Dataset records -
//! Player characters

use crate::equipment::Equipment;
use crate::stats::{round1, StatField, Stats};
use crate::types::{ItemId, PlayerClass};

impl PlayerClass {
    /// Base stats a freshly created member of this class starts with
    pub fn base_stats(&self) -> Stats {
        match self {
            PlayerClass::Archer => Stats::new()
                .with(StatField::MaxHealth, 80.0)
                .with(StatField::AttackPower, 12.0)
                .with(StatField::Speed, 5.0),
            PlayerClass::Knight => Stats::new()
                .with(StatField::MaxHealth, 100.0)
                .with(StatField::AttackPower, 15.0)
                .with(StatField::Speed, 5.0),
            PlayerClass::Cleric => Stats::new()
                .with(StatField::MaxHealth, 60.0)
                .with(StatField::AttackPower, 5.0)
                .with(StatField::Speed, 5.0)
                .with(StatField::HealingPower, 5.0),
        }
    }

    /// Potions this class brings into the shared stash
    pub fn starting_potions(&self) -> u32 {
        match self {
            PlayerClass::Archer => 6,
            PlayerClass::Knight | PlayerClass::Cleric => 1,
        }
    }
}

/// A party member
#[derive(Debug, Clone)]
pub struct Player {
    pub name: String,
    pub class: PlayerClass,
    pub stats: Stats,
    pub health: f64,
    /// Actions left this turn. Negative while paralyzed.
    pub budget: i32,
    pub equipment: Equipment,
    pub kills: u32,
    pub inventory: Vec<ItemId>,
}

impl Player {
    /// Create a player at full health with the given stats
    pub fn new(name: impl Into<String>, class: PlayerClass, stats: Stats) -> Self {
        Player {
            name: name.into(),
            class,
            health: stats.max_health.unwrap_or(0.0),
            stats,
            budget: 0,
            equipment: Equipment::new(),
            kills: 0,
            inventory: Vec::new(),
        }
    }

    pub fn max_health(&self) -> f64 {
        self.stats.max_health.unwrap_or(0.0)
    }

    pub fn attack_power(&self) -> f64 {
        self.stats.attack_power.unwrap_or(0.0)
    }

    pub fn healing_power(&self) -> f64 {
        self.stats.healing_power.unwrap_or(0.0)
    }

    pub fn is_alive(&self) -> bool {
        self.health > 0.0
    }

    pub fn is_full_health(&self) -> bool {
        self.health >= self.max_health()
    }

    /// Restore health, clamped to max health. Returns whether the player was
    /// brought back from zero or below.
    pub fn heal(&mut self, amount: f64) -> bool {
        let was_down = !self.is_alive();
        self.health = round1((self.health + amount).min(self.max_health()));
        was_down && self.is_alive()
    }

    /// Keep health within max health after a stat change
    pub fn clamp_health(&mut self) {
        if self.health > self.max_health() {
            self.health = self.max_health();
        }
    }

    /// Start-of-turn grant. Returns the budget after the grant.
    pub fn grant_turn(&mut self) -> i32 {
        self.budget += 1;
        self.budget
    }

    pub fn can_act(&self) -> bool {
        self.is_alive() && self.budget >= 1
    }

    pub fn spend_action(&mut self) {
        self.budget -= 1;
    }

    pub fn end_turn(&mut self) {
        self.budget = 0;
    }

    /// Lock the player out for `turns` attempted turns
    pub fn paralyze(&mut self, turns: u32) {
        self.budget = -(turns as i32);
    }
}

#[cfg(test)]
mod tests {
    use super::*;

    #[test]
    fn test_new_player_starts_at_full_health() {
        let player = Player::new("Ayame", PlayerClass::Knight, PlayerClass::Knight.base_stats());
        assert!((player.health - 100.0).abs() < f64::EPSILON);
        assert!(player.is_full_health());
        assert_eq!(player.budget, 0);
    }

    #[test]
    fn test_heal_clamps_to_max() {
        let mut player = Player::new("Yana", PlayerClass::Cleric, PlayerClass::Cleric.base_stats());
        player.health = 50.0;
        assert!(!player.heal(20.0));
        assert!((player.health - 60.0).abs() < f64::EPSILON);
    }

    #[test]
    fn test_heal_reports_revival() {
        let mut player = Player::new("Yana", PlayerClass::Cleric, PlayerClass::Cleric.base_stats());
        player.health = -4.0;
        assert!(player.heal(20.0));
        assert!((player.health - 16.0).abs() < 1e-9);
    }

    #[test]
    fn test_paralysis_counts_up_with_turns() {
        let mut player = Player::new("Crystia", PlayerClass::Archer, PlayerClass::Archer.base_stats());
        player.paralyze(3);
        assert_eq!(player.grant_turn(), -2);
        assert_eq!(player.grant_turn(), -1);
        assert_eq!(player.grant_turn(), 0);
        assert_eq!(player.grant_turn(), 1);
        assert!(player.can_act());
    }
}
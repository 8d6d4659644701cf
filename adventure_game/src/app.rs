//! Application state
//!
//! `App` owns the terminal and is the engine's controller: whenever the engine
//! needs a decision it redraws and blocks on the keyboard until Enter.

use crate::input::{self, Input, HELP};
use crate::presentation;
use crate::ui;
use adventure_core::prelude::*;
use crossterm::{
    event::{self, Event, KeyCode, KeyEventKind, KeyModifiers},
    execute,
    terminal::{disable_raw_mode, enable_raw_mode, EnterAlternateScreen, LeaveAlternateScreen},
};
use ratatui::{backend::CrosstermBackend, Terminal};
use std::io::{self, Stdout};
use tracing::{error, info};

/// Everything the UI shows besides the game state itself
#[derive(Debug, Default)]
pub struct View {
    pub log: Vec<String>,
    /// Lines scrolled up from the bottom of the log
    pub scroll: usize,
    pub input: String,
    pub prompt: String,
    /// Player whose command is being asked for
    pub active: Option<ActorId>,
}

impl View {
    pub fn push(&mut self, line: impl Into<String>) {
        self.log.push(line.into());
        self.scroll = 0;
    }
}

pub struct App {
    terminal: Terminal<CrosstermBackend<Stdout>>,
    view: View,
}

impl App {
    /// Take over the terminal
    pub fn new() -> io::Result<Self> {
        enable_raw_mode()?;
        let mut stdout = io::stdout();
        execute!(stdout, EnterAlternateScreen)?;
        let terminal = Terminal::new(CrosstermBackend::new(stdout))?;
        Ok(App {
            terminal,
            view: View::default(),
        })
    }

    /// Give the terminal back
    pub fn restore(&mut self) -> io::Result<()> {
        disable_raw_mode()?;
        execute!(self.terminal.backend_mut(), LeaveAlternateScreen)?;
        self.terminal.show_cursor()
    }

    /// Show a closing message, wait for a key and restore the terminal
    pub fn finish(&mut self, state: &GameState, message: &str) -> io::Result<()> {
        self.view.push(message);
        self.view.prompt = "Press any key to exit".to_string();
        self.view.active = None;
        self.terminal.draw(|f| ui::draw(f, state, &self.view))?;
        loop {
            if let Event::Key(key) = event::read()? {
                if key.kind == KeyEventKind::Press {
                    break;
                }
            }
        }
        self.restore()
    }

    fn redraw(&mut self, state: &GameState) {
        if let Err(err) = self.terminal.draw(|f| ui::draw(f, state, &self.view)) {
            error!(error = %err, "failed to draw");
        }
    }

    fn quit(&mut self) -> ! {
        info!("player quit");
        if let Err(err) = self.restore() {
            error!(error = %err, "failed to restore terminal");
        }
        std::process::exit(0)
    }

    /// Block until the player submits a line
    fn read_line(&mut self, state: &GameState) -> String {
        loop {
            self.redraw(state);
            let key = match event::read() {
                Ok(Event::Key(key)) if key.kind == KeyEventKind::Press => key,
                Ok(_) => continue,
                Err(err) => {
                    error!(error = %err, "failed to read terminal input");
                    self.quit();
                }
            };

            match (key.code, key.modifiers) {
                (KeyCode::Esc, _) | (KeyCode::Char('c'), KeyModifiers::CONTROL) => self.quit(),
                (KeyCode::Enter, _) => {
                    let line = std::mem::take(&mut self.view.input);
                    if !line.trim().is_empty() {
                        self.view.push(format!("> {}", line.trim()));
                        return line;
                    }
                }
                (KeyCode::Backspace, _) => {
                    self.view.input.pop();
                }
                (KeyCode::PageUp, _) => {
                    self.view.scroll = (self.view.scroll + 5).min(self.view.log.len());
                }
                (KeyCode::PageDown, _) => {
                    self.view.scroll = self.view.scroll.saturating_sub(5);
                }
                (KeyCode::Char(c), _) => self.view.input.push(c),
                _ => {}
            }
        }
    }
}

impl Controller for App {
    fn next_command(&mut self, state: &GameState, actor: ActorId) -> Command {
        self.view.prompt = format!("{} >", state.name_of(actor));
        self.view.active = Some(actor);

        loop {
            let line = self.read_line(state);
            match input::parse_command(&line, state) {
                Ok(Input::Command(command)) => return command,
                Ok(Input::Help) => {
                    for help in HELP {
                        self.view.push(*help);
                    }
                }
                Err(err) => self.view.push(err.to_string()),
            }
        }
    }

    fn select_player(&mut self, state: &GameState) -> Result<ActorId, String> {
        self.view.prompt = "Who acts? >".to_string();
        self.view.active = None;

        loop {
            let line = self.read_line(state);
            let name = line.trim();
            if name.eq_ignore_ascii_case("help") {
                self.view.push("Type the name of a party member.");
                continue;
            }
            return state.find_actor(name).ok_or_else(|| name.to_string());
        }
    }

    fn on_events(&mut self, state: &GameState, events: &[GameEvent]) {
        for event in events {
            for line in presentation::describe(state, event) {
                self.view.push(line);
            }
        }
        self.redraw(state);
    }
}
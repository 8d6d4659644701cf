//! Command - The abstract command surface consumed by the engine
//!
//! Targets are already resolved to ids; turning typed names into ids is the
//! front end's job.

use crate::types::{ActorId, EquipSlot, ItemId};

#[derive(Debug, Clone, PartialEq)]
pub enum Command {
    Attack(ActorId),
    /// Use a potion on a player
    Heal(ActorId),
    ShowInventory,
    ShowEquipment(ActorId),
    ShowStats(ActorId),
    PickUp(ItemId),
    Loot(ActorId),
    /// Equip an item from the shared inventory; `target` defaults to the actor
    Equip {
        item: ItemId,
        target: Option<ActorId>,
    },
    Unequip {
        slot: EquipSlot,
        target: Option<ActorId>,
    },
    /// Knight only
    Defend,
    /// Archer only
    TripleAttack([ActorId; 3]),
    /// Cleric only
    Purify,
    ChangePlayer,
    Continue,
    /// Anything the front end could not recognize
    Unknown(String),
}

/// What a resolved command costs the acting player
#[derive(Debug, Clone, Copy, PartialEq, Eq)]
pub enum ActionCost {
    /// One action-budget unit
    Active,
    /// Free; the player may act again
    Passive,
    /// Spends whatever budget is left
    Drain,
    /// Ends the player's turn
    EndTurn,
    /// Ends the player's turn and the interaction phase
    EndPhase,
}

impl Command {
    pub fn verb(&self) -> &'static str {
        match self {
            Command::Attack(_) => "attack",
            Command::Heal(_) => "heal",
            Command::ShowInventory => "inventory",
            Command::ShowEquipment(_) => "equipment",
            Command::ShowStats(_) => "stats",
            Command::PickUp(_) => "pick up",
            Command::Loot(_) => "loot",
            Command::Equip { .. } => "equip",
            Command::Unequip { .. } => "unequip",
            Command::Defend => "defend",
            Command::TripleAttack(_) => "triple",
            Command::Purify => "purify",
            Command::ChangePlayer => "change",
            Command::Continue => "continue",
            Command::Unknown(_) => "unknown",
        }
    }
}
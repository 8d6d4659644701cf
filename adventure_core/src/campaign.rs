//! Campaign - A world's encounters played in order
//!
//! Each encounter spawns its enemies, obstacles and loose items, runs a
//! battle and then interaction phases until every blocking obstacle is broken.

use crate::battle::{run_battle, BattleOutcome};
use crate::config::{ConfigError, EncounterConfig, LootConfig, WorldConfig};
use crate::controller::{flush, Controller};
use crate::event::GameEvent;
use crate::interaction::run_interaction;
use crate::item::{Collectible, EquipItem, WorldItem};
use crate::state::GameState;
use crate::types::ActorId;
use rand::Rng;
use tracing::info;

/// How a campaign ended
#[derive(Debug, Clone, PartialEq, Eq)]
pub enum CampaignOutcome {
    /// Every encounter was won and its path cleared
    Completed,
    Defeated { encounter: String },
}

impl GameState {
    /// Build the starting state for a world: the party, already wearing
    /// their kits, and the constants
    pub fn from_world(world: &WorldConfig) -> Result<Self, ConfigError> {
        world.validate()?;
        let mut state = GameState::new(world.constants.clone());

        for member in &world.party {
            let id = state.spawn_player(&member.name, member.class, member.base_stats());
            for name in &member.kit {
                let item = catalog_item(world, name)?;
                state.equip_starting(id, item);
            }
            if let Some(player) = state.player_mut(id) {
                player.health = player.max_health();
            }
        }
        Ok(state)
    }

    /// Put an encounter's enemies, obstacles and ground items into the world
    ///
    /// Returns the obstacles that block the way onward.
    pub fn spawn_encounter(
        &mut self,
        world: &WorldConfig,
        encounter: &EncounterConfig,
    ) -> Result<Vec<ActorId>, ConfigError> {
        for enemy in &encounter.enemies {
            let id = self.spawn_enemy(&enemy.name, enemy.kind, enemy.stats);
            self.stock(id, world, &enemy.loot)?;
        }

        let mut blockers = Vec::new();
        for obstacle in &encounter.obstacles {
            let id = self.spawn_entity(&obstacle.name, obstacle.durability);
            self.stock(id, world, &obstacle.loot)?;
            if encounter.blocking.contains(&obstacle.name) {
                blockers.push(id);
            }
        }

        for name in &encounter.ground {
            let item = catalog_item(world, name)?;
            self.place_on_ground(WorldItem::Equip(item));
        }

        self.emit(GameEvent::EncounterStarted {
            name: encounter.name.clone(),
            intro: encounter.intro.clone(),
        });
        Ok(blockers)
    }

    fn stock(&mut self, owner: ActorId, world: &WorldConfig, loot: &LootConfig) -> Result<(), ConfigError> {
        for name in &loot.items {
            let item = catalog_item(world, name)?;
            self.give_item(owner, WorldItem::Equip(item));
        }
        if loot.coins > 0 {
            self.give_item(owner, WorldItem::Collectible(Collectible::coins(loot.coins)));
        }
        if loot.potions > 0 {
            self.give_item(owner, WorldItem::Collectible(Collectible::potions(loot.potions)));
        }
        Ok(())
    }
}

fn catalog_item(world: &WorldConfig, name: &str) -> Result<EquipItem, ConfigError> {
    world
        .item(name)
        .cloned()
        .ok_or_else(|| ConfigError::ValidationError(format!("unknown item '{}'", name)))
}

/// Play every encounter of the world in order
pub fn run_campaign(
    state: &mut GameState,
    world: &WorldConfig,
    controller: &mut impl Controller,
    rng: &mut impl Rng,
) -> Result<CampaignOutcome, ConfigError> {
    for encounter in &world.encounters {
        info!(encounter = %encounter.name, "encounter started");
        let blockers = state.spawn_encounter(world, encounter)?;
        flush(state, controller);

        if run_battle(state, controller, rng) == BattleOutcome::Defeat {
            info!(encounter = %encounter.name, "party defeated");
            return Ok(CampaignOutcome::Defeated {
                encounter: encounter.name.clone(),
            });
        }

        loop {
            run_interaction(state, controller, rng);
            if state.living_players().is_empty() {
                return Ok(CampaignOutcome::Defeated {
                    encounter: encounter.name.clone(),
                });
            }

            let standing: Vec<ActorId> = blockers
                .iter()
                .copied()
                .filter(|id| state.actor(*id).is_some_and(|actor| actor.is_alive()))
                .collect();
            if standing.is_empty() {
                break;
            }
            state.emit(GameEvent::PathBlocked { obstacles: standing });
            flush(state, controller);
        }

        // Leaving the area: its obstacles stay behind
        for entity in state.entities() {
            state.despawn(entity);
        }
    }

    info!("campaign completed");
    Ok(CampaignOutcome::Completed)
}

#[cfg(test)]
mod tests {
    use super::*;
    use crate::config::{default_world, parse_world};
    use crate::item::ItemLocation;
    use crate::types::EquipSlot;

    #[test]
    fn test_from_default_world_wears_kits() {
        let world = default_world().unwrap();
        let state = GameState::from_world(&world).unwrap();

        let knight = state.find_actor("Ayame").unwrap();
        let player = state.player(knight).unwrap();
        assert!(player.equipment.get(EquipSlot::Weapon).is_some());
        assert!(player.equipment.get(EquipSlot::Armor).is_some());
        assert!(player.is_full_health());
        assert_eq!(state.alive_players(), 3);
        assert_eq!(state.inventory.potions, 8);
        assert!(state.shared_items().is_empty());
    }

    #[test]
    fn test_spawn_encounter_stocks_loot() {
        let world = parse_world(
            r#"
[[party]]
name = "Ayame"
class = "knight"

[[items]]
name = "Pendant of Valor"
slot = "amulet"

[[items]]
name = "Crown of Life"
slot = "amulet"
class = "cleric"

[[encounters]]
name = "Lair"
blocking = ["Ornamented Vase"]
ground = ["Crown of Life"]

[[encounters.enemies]]
name = "Queen Spider"
kind = "queen_spider"
stats = { max_health = 100, attack_power = 50, speed = 5 }
loot = { items = ["Pendant of Valor"] }

[[encounters.obstacles]]
name = "Ornamented Vase"
durability = 20
loot = { coins = 10, potions = 2 }
"#,
        )
        .unwrap();
        let mut state = GameState::from_world(&world).unwrap();

        let blockers = state.spawn_encounter(&world, &world.encounters[0]).unwrap();
        let vase = state.find_actor("Ornamented Vase").unwrap();
        let queen = state.find_actor("Queen Spider").unwrap();

        assert_eq!(blockers, vec![vase]);
        assert_eq!(state.actor(vase).unwrap().inventory().len(), 2);
        assert_eq!(state.actor(queen).unwrap().inventory().len(), 1);
        let crown = state.find_item("crown of life").unwrap();
        assert_eq!(state.items().location(crown), Some(ItemLocation::Ground));
        assert_eq!(state.alive_enemies(), 1);
    }
}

Goal of the exercise -
The answer must be one number: how many lines in the material above contain the word "Collectible".

Response box -
3